These days, handing your friend a $20 bill for a sandwich he just bought you and worrying about whether or not he has any small bills has become completely obsolete. Now, “Venmo-ing” has become a common phrase among Millennials and Gen Z as young people (and even some tech-savvy old farts) simply send money back and forth through the app. Almost everyone these days has Venmo, except for your one annoying friend who insists that you use Cash App, but almost no one ever pays any fees to use it. So how does Venmo make money?
As long as you send money from your Venmo balance, a linked bank account, or a debit card, Venmo won’t charge you anything to send your roommate your share of the electricity bill or whatever it is you’re sending money for. And while they will charge you a fee for sending money from a credit card, most people don’t do that. So where is Venmo getting its revenue from?
Does Venmo Make Money?
There’s an urban myth going around that Venmo makes money by investing the money in your Venmo balance in securities, but that’s entirely untrue. In fact, at the moment, Venmo doesn’t generate a lot of income whatsoever for its parent company PayPal. However, Venmo is making moves to change that very soon.
How Will Venmo Make Money?
Venmo’s plan for the future is to partner with other apps that will integrate Venmo as a payment system. In fact, they have already partnered with the food delivery app Munchery and the White Castle app, both of which allow you to pay through Venmo. The idea is that when someone pays through one of these apps with Venmo, they’ll get a slice of the revenue.

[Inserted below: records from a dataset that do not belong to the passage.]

//! Create/edit form for a plan action.
//!
//! The draft mirrors the form fields, so required values are optional here
//! until the user fills them in. Nothing reaches the store until the draft
//! converts into a valid [`PlanoPayload`].

use plano_core::filter::options_for_regional;
use plano_core::messages;
use plano_core::payload::PlanoPayload;
use plano_core::status::PlanoStatus;
use plano_core::types::{Date, DbId};
use plano_core::validation::validate_payload;

use crate::records::{PlanoAnual, Responsavel};
use crate::store::PlanStore;

/// Field values of the form as typed so far.
#[derive(Debug, Clone, Default, PartialEq, Eq)]
pub struct PlanoDraft {
    pub regional_id: Option<DbId>,
    pub responsavel_id: Option<DbId>,
    pub acao: String,
    pub descricao: String,
    pub objetivo: String,
    pub prazo_inicio: Option<Date>,
    pub prazo_fim: Option<Date>,
    pub status: PlanoStatus,
    pub observacoes: String,
}

impl PlanoDraft {
    /// Changing the regional always clears the responsável.
    pub fn select_regional(&mut self, regional_id: Option<DbId>) {
        self.regional_id = regional_id;
        self.responsavel_id = None;
    }

    /// Responsáveis selectable for the chosen regional; none until one is chosen.
    pub fn responsavel_options<'a>(&self, responsaveis: &'a [Responsavel]) -> Vec<&'a Responsavel> {
        match self.regional_id {
            Some(id) => options_for_regional(responsaveis, Some(id)),
            None => Vec::new(),
        }
    }

    /// Build the write payload, or fail with the message to show.
    pub fn to_payload(&self) -> Result<PlanoPayload, &'static str> {
        let (Some(regional_id), Some(responsavel_id), Some(prazo_inicio), Some(prazo_fim)) = (
            self.regional_id,
            self.responsavel_id,
            self.prazo_inicio,
            self.prazo_fim,
        ) else {
            return Err(messages::FILL_REQUIRED_FIELDS);
        };

        let optional = |text: &str| Some(text.to_string());
        let mut payload = PlanoPayload {
            regional_id,
            responsavel_id,
            acao: self.acao.clone(),
            descricao: optional(&self.descricao),
            objetivo: optional(&self.objetivo),
            prazo_inicio,
            prazo_fim,
            status: self.status,
            observacoes: optional(&self.observacoes),
        };
        validate_payload(&payload).map_err(|_| messages::FILL_REQUIRED_FIELDS)?;
        payload.normalize();
        Ok(payload)
    }
}

impl From<&PlanoAnual> for PlanoDraft {
    fn from(plano: &PlanoAnual) -> Self {
        Self {
            regional_id: Some(plano.regional_id),
            responsavel_id: Some(plano.responsavel_id),
            acao: plano.acao.clone(),
            descricao: plano.descricao.clone().unwrap_or_default(),
            objetivo: plano.objetivo.clone().unwrap_or_default(),
            prazo_inicio: Some(plano.prazo_inicio),
            prazo_fim: Some(plano.prazo_fim),
            status: plano.status,
            observacoes: plano.observacoes.clone().unwrap_or_default(),
        }
    }
}

/// "Nova Ação" / "Editar Ação".
#[derive(Debug, Clone, Default)]
pub struct PlanoForm {
    editing: Option<DbId>,
    pub draft: PlanoDraft,
    error: Option<&'static str>,
    saving: bool,
}

impl PlanoForm {
    /// Empty form; status starts as `Planejado`.
    pub fn new() -> Self {
        Self::default()
    }

    /// Form pre-filled from an existing row.
    pub fn edit(plano: &PlanoAnual) -> Self {
        Self {
            editing: Some(plano.id),
            draft: PlanoDraft::from(plano),
            ..Self::default()
        }
    }

    pub fn editing(&self) -> Option<DbId> {
        self.editing
    }

    pub fn title(&self) -> &'static str {
        if self.editing.is_some() {
            "Editar Ação"
        } else {
            "Nova Ação"
        }
    }

    pub fn error(&self) -> Option<&'static str> {
        self.error
    }

    pub fn is_saving(&self) -> bool {
        self.saving
    }

    /// Validate and write. Returns `true` on success.
    ///
    /// Invalid drafts never reach the store. On failure the draft is kept
    /// so the user can retry.
    pub async fn submit(&mut self, store: &dyn PlanStore) -> bool {
        let payload = match self.draft.to_payload() {
            Ok(payload) => payload,
            Err(message) => {
                self.error = Some(message);
                return false;
            }
        };

        self.saving = true;
        self.error = None;
        let result = match self.editing {
            Some(id) => store.update_plano(id, &payload).await,
            None => store.create_plano(&payload).await,
        };
        self.saving = false;

        match result {
            Ok(plano) => {
                tracing::info!(plano_id = plano.id, "Plan action saved");
                true
            }
            Err(err) => {
                tracing::warn!(error = %err, editing = ?self.editing, "Failed to save plan action");
                self.error = Some(messages::SAVE_PLANO_FAILED);
                false
            }
        }
    }
}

This is not a new idea. Every time you pay with a credit card through an app, that credit card company is getting paid too. And while Venmo’s stated rate of 2.9% plus a small flat fee is on the higher end of what credit card companies usually charge, the widespread usership of Venmo makes that a more lucrative deal for companies.
But their usership isn’t the only attractive thing about Venmo for companies looking to partner with them, they’re also enticed by that emoji-laden social feed that most Venmo users rarely even look at.

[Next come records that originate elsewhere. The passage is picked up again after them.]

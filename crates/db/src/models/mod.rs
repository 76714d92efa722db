//! Row structs and DTOs.
//!
//! Each submodule contains a `FromRow` + `Serialize` struct matching the
//! table row. Write bodies for the three resources live in
//! `plano_core::payload` because the view-models build them too.

pub mod plano_anual;
pub mod regional;
pub mod responsavel;
pub mod session;
pub mod user;
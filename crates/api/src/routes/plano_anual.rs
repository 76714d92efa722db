use axum::routing::get;
use axum::Router;

use crate::handlers::plano_anual;
use crate::state::AppState;

/// Routes mounted at `/plano-anual`.
///
/// ```text
/// GET    /       -> list_planos (?regional_id=&responsavel_id=&status=)
/// POST   /       -> create_plano
/// GET    /{id}   -> get_plano
/// PUT    /{id}   -> update_plano
/// DELETE /{id}   -> delete_plano
/// ```
pub fn router() -> Router<AppState> {
    Router::new()
        .route(
            "/",
            get(plano_anual::list_planos).post(plano_anual::create_plano),
        )
        .route(
            "/{id}",
            get(plano_anual::get_plano)
                .put(plano_anual::update_plano)
                .delete(plano_anual::delete_plano),
        )
}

What about the Social Feed?
While the social feed may seem silly to a lot of Venmo users (you’re not going to scroll down your Venmo feed to see who’s paying who for tacos or whatever), this feature is actually a huge advantage for companies looking to partner with Venmo.
Imagine this: you use your Venmo balance to pay for a couple of burgers through the White Castle app. Then, someone else opens their Venmo app for whatever reason, sees that you paid $20.59 to White Castle, and thinks, Hey, some White Castle burgers would really hit the spot right now! In that way, Venmo’s social feed serves as an advertising platform for the app’s partners.
So, don’t worry, Venmo isn’t going to start charging you a bunch of money anytime soon. Their future business model to make money will be to take a cut out of their partners’ revenues in exchange for making it easier for customers to pay and for some inconspicuous in-app advertising via their social feed.